**What you will do**: The listing below holds a line with "self.label = label.into();" and a later line with "a node type". Write out those two lines and every line between them, exactly, and nothing else.
# # #
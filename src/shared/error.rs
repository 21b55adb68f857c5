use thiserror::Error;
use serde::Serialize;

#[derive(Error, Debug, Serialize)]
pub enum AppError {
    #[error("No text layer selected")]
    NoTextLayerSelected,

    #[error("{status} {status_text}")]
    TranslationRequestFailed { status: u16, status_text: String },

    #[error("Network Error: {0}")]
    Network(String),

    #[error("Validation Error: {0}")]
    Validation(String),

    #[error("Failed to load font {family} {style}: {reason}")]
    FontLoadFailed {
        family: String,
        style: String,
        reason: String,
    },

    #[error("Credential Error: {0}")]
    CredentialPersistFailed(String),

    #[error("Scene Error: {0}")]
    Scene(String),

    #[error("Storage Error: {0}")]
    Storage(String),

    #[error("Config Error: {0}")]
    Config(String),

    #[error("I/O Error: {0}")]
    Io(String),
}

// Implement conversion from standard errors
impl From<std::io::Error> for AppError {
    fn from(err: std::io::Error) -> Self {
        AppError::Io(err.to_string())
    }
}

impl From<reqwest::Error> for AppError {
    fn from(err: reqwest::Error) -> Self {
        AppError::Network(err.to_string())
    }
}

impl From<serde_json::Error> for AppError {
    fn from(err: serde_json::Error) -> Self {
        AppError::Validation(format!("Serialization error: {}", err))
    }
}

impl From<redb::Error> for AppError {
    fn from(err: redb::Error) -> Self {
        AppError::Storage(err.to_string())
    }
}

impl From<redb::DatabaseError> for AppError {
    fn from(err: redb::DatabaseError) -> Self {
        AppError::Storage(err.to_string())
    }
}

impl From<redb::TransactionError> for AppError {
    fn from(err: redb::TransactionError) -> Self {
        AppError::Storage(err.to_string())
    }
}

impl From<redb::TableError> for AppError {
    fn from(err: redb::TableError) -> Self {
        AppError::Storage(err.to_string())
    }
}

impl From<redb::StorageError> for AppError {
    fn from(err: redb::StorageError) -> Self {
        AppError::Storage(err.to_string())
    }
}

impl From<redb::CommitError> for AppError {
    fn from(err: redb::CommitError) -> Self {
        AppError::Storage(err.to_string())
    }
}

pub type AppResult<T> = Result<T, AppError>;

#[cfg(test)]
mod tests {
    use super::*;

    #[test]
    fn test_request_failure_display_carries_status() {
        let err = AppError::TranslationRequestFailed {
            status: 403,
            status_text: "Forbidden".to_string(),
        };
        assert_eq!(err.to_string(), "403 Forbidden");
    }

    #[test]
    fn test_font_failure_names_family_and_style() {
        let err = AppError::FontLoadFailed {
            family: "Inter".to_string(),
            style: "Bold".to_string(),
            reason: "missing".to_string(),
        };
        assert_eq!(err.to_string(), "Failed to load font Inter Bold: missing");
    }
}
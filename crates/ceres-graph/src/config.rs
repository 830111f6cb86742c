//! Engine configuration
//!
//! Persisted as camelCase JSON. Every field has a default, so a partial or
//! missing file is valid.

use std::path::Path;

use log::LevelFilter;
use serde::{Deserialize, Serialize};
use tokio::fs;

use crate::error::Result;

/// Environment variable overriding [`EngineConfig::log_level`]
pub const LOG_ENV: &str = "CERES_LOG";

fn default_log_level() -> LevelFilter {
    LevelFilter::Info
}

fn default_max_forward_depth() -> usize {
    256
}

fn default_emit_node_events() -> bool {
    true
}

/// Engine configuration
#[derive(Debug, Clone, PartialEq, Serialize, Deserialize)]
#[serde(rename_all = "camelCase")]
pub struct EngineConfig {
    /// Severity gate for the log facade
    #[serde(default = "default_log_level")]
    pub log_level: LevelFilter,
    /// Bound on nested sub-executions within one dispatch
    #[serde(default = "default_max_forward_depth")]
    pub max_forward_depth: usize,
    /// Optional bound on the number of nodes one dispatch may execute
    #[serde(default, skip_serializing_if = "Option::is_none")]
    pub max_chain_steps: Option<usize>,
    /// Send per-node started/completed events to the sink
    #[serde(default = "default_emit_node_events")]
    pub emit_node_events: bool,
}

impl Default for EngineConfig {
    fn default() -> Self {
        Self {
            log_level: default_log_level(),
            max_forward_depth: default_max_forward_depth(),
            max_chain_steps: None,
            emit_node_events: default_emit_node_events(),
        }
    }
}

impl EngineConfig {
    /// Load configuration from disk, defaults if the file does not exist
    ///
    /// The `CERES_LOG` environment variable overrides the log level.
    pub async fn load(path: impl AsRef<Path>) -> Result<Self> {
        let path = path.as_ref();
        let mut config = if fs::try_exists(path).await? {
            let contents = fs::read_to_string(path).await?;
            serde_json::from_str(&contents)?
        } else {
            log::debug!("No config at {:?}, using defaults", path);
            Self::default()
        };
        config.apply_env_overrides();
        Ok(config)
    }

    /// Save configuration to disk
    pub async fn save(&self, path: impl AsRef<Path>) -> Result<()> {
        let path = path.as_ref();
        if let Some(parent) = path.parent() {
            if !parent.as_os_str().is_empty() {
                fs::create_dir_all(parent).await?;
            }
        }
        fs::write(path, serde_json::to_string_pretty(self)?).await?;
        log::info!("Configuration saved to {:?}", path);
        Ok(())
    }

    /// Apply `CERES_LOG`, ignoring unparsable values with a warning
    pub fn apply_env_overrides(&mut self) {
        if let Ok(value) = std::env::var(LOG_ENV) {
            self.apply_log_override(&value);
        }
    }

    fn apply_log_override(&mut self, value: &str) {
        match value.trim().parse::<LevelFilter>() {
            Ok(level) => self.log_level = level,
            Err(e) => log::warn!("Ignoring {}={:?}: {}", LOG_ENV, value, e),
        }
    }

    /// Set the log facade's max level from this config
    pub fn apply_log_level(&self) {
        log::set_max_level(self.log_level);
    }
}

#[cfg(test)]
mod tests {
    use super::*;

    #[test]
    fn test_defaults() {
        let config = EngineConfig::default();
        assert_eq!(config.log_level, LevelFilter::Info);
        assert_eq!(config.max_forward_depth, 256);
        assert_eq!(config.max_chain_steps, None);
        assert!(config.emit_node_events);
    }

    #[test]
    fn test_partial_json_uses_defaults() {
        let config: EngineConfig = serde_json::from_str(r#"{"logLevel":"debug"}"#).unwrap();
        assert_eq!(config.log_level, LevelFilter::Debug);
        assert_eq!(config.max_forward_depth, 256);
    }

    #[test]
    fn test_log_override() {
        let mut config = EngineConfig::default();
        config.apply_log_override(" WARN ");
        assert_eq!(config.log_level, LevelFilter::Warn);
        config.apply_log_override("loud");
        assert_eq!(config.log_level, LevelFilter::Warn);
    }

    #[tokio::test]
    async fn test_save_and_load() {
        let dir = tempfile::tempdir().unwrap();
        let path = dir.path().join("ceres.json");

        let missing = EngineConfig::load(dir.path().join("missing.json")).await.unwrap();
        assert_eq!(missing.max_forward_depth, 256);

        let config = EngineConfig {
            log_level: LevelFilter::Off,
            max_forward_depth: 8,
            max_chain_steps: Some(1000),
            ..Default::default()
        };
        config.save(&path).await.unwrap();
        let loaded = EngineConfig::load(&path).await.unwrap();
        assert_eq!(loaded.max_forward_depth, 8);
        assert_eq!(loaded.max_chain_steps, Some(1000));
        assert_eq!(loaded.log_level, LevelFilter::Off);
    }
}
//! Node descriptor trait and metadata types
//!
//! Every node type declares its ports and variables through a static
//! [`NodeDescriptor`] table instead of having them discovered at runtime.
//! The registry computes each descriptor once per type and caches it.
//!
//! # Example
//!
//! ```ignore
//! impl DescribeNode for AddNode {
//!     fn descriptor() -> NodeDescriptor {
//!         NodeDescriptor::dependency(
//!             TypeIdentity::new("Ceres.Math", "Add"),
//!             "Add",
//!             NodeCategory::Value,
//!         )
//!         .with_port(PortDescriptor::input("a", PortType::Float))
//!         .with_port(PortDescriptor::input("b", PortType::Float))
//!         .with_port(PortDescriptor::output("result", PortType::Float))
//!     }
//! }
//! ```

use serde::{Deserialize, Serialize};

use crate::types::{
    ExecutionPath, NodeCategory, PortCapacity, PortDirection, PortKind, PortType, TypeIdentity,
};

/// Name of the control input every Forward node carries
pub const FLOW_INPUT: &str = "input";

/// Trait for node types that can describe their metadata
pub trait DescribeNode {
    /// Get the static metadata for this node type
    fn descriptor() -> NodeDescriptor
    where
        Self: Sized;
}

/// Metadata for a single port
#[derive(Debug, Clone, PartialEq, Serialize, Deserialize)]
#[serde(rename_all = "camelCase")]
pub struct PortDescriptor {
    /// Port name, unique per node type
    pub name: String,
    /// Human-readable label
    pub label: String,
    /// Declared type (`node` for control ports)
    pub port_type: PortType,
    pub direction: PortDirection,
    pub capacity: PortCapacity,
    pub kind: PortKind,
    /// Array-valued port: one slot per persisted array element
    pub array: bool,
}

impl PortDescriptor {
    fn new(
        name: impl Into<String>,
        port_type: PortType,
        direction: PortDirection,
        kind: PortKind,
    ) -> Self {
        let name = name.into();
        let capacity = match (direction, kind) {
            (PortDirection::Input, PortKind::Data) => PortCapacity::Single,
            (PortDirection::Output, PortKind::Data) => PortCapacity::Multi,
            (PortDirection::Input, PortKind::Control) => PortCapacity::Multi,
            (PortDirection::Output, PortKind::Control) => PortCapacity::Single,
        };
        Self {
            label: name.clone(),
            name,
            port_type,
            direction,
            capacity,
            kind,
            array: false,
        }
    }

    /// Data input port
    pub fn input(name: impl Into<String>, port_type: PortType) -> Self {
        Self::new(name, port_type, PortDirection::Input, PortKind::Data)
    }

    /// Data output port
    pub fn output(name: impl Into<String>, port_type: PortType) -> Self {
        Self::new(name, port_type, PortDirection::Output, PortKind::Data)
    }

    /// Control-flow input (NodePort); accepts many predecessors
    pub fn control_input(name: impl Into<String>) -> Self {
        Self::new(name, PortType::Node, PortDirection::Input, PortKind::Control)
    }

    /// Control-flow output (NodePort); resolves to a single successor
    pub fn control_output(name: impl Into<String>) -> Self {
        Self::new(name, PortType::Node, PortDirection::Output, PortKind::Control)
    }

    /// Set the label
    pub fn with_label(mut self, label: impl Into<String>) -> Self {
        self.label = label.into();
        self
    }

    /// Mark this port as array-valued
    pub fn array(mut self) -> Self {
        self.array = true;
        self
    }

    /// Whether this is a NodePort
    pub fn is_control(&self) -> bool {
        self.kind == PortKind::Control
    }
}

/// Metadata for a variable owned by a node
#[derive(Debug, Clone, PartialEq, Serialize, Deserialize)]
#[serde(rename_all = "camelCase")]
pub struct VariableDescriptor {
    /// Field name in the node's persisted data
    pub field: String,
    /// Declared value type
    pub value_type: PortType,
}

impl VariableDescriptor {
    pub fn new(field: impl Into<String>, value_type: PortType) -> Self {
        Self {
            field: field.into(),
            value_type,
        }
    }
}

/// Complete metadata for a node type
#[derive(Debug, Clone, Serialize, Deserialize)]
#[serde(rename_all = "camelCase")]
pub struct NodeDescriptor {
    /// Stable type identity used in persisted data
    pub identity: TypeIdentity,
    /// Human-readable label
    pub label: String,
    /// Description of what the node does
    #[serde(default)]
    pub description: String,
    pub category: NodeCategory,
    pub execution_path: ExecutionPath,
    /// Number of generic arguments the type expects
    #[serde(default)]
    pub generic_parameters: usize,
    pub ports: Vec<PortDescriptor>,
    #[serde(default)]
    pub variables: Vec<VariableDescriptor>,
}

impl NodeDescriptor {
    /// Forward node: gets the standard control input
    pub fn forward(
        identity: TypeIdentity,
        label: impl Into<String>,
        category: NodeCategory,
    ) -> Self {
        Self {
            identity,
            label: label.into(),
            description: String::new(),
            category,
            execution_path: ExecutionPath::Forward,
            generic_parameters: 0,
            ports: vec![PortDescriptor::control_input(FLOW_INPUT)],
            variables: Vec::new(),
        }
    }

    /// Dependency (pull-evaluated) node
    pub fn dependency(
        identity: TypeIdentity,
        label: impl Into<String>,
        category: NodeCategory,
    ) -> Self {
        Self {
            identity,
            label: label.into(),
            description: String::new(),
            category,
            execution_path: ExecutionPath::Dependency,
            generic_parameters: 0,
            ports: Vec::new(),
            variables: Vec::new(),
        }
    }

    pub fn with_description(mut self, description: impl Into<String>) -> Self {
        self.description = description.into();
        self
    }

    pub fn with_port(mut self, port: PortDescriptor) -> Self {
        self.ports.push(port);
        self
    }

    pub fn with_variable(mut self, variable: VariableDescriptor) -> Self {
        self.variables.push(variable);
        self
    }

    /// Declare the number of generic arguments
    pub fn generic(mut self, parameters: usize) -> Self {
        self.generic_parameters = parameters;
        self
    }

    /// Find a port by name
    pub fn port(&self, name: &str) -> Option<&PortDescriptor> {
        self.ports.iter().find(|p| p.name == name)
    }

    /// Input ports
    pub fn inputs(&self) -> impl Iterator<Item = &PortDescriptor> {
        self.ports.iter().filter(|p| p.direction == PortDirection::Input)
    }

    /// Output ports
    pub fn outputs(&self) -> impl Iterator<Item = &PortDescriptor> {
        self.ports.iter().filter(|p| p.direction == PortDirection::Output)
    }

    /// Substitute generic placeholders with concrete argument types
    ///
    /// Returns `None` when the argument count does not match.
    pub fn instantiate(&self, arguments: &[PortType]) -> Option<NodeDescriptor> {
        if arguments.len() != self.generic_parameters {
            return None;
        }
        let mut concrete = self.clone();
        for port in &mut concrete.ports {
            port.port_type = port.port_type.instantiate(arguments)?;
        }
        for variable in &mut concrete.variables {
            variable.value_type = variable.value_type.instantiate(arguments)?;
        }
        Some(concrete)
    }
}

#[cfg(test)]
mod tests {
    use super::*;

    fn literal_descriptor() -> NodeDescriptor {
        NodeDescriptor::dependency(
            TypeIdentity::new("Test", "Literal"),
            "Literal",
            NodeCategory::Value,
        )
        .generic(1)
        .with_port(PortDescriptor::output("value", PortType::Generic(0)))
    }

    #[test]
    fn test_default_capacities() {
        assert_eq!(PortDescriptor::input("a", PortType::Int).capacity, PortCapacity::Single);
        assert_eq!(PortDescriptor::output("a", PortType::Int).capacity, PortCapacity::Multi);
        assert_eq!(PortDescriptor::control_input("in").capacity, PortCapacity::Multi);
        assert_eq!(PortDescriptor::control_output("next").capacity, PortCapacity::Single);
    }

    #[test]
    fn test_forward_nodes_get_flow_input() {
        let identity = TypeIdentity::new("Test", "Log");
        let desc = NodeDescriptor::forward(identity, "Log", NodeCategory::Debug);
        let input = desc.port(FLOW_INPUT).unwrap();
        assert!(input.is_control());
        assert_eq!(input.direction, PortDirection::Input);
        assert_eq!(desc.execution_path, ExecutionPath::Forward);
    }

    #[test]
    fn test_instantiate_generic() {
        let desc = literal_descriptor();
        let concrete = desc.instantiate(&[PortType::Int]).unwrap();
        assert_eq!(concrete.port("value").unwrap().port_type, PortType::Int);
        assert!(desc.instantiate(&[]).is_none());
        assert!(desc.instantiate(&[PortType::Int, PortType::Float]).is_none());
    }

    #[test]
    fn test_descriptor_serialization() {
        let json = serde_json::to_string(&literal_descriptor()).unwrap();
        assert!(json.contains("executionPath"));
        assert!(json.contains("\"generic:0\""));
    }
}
# # #
**Expected answer**:
        self.label = label.into();
        self
    }

    /// Mark this port as array-valued
    pub fn array(mut self) -> Self {
        self.array = true;
        self
    }

    /// Whether this is a NodePort
    pub fn is_control(&self) -> bool {
        self.kind == PortKind::Control
    }
}

/// Metadata for a variable owned by a node
#[derive(Debug, Clone, PartialEq, Serialize, Deserialize)]
#[serde(rename_all = "camelCase")]
pub struct VariableDescriptor {
    /// Field name in the node's persisted data
    pub field: String,
    /// Declared value type
    pub value_type: PortType,
}

impl VariableDescriptor {
    pub fn new(field: impl Into<String>, value_type: PortType) -> Self {
        Self {
            field: field.into(),
            value_type,
        }
    }
}

/// Complete metadata for a node type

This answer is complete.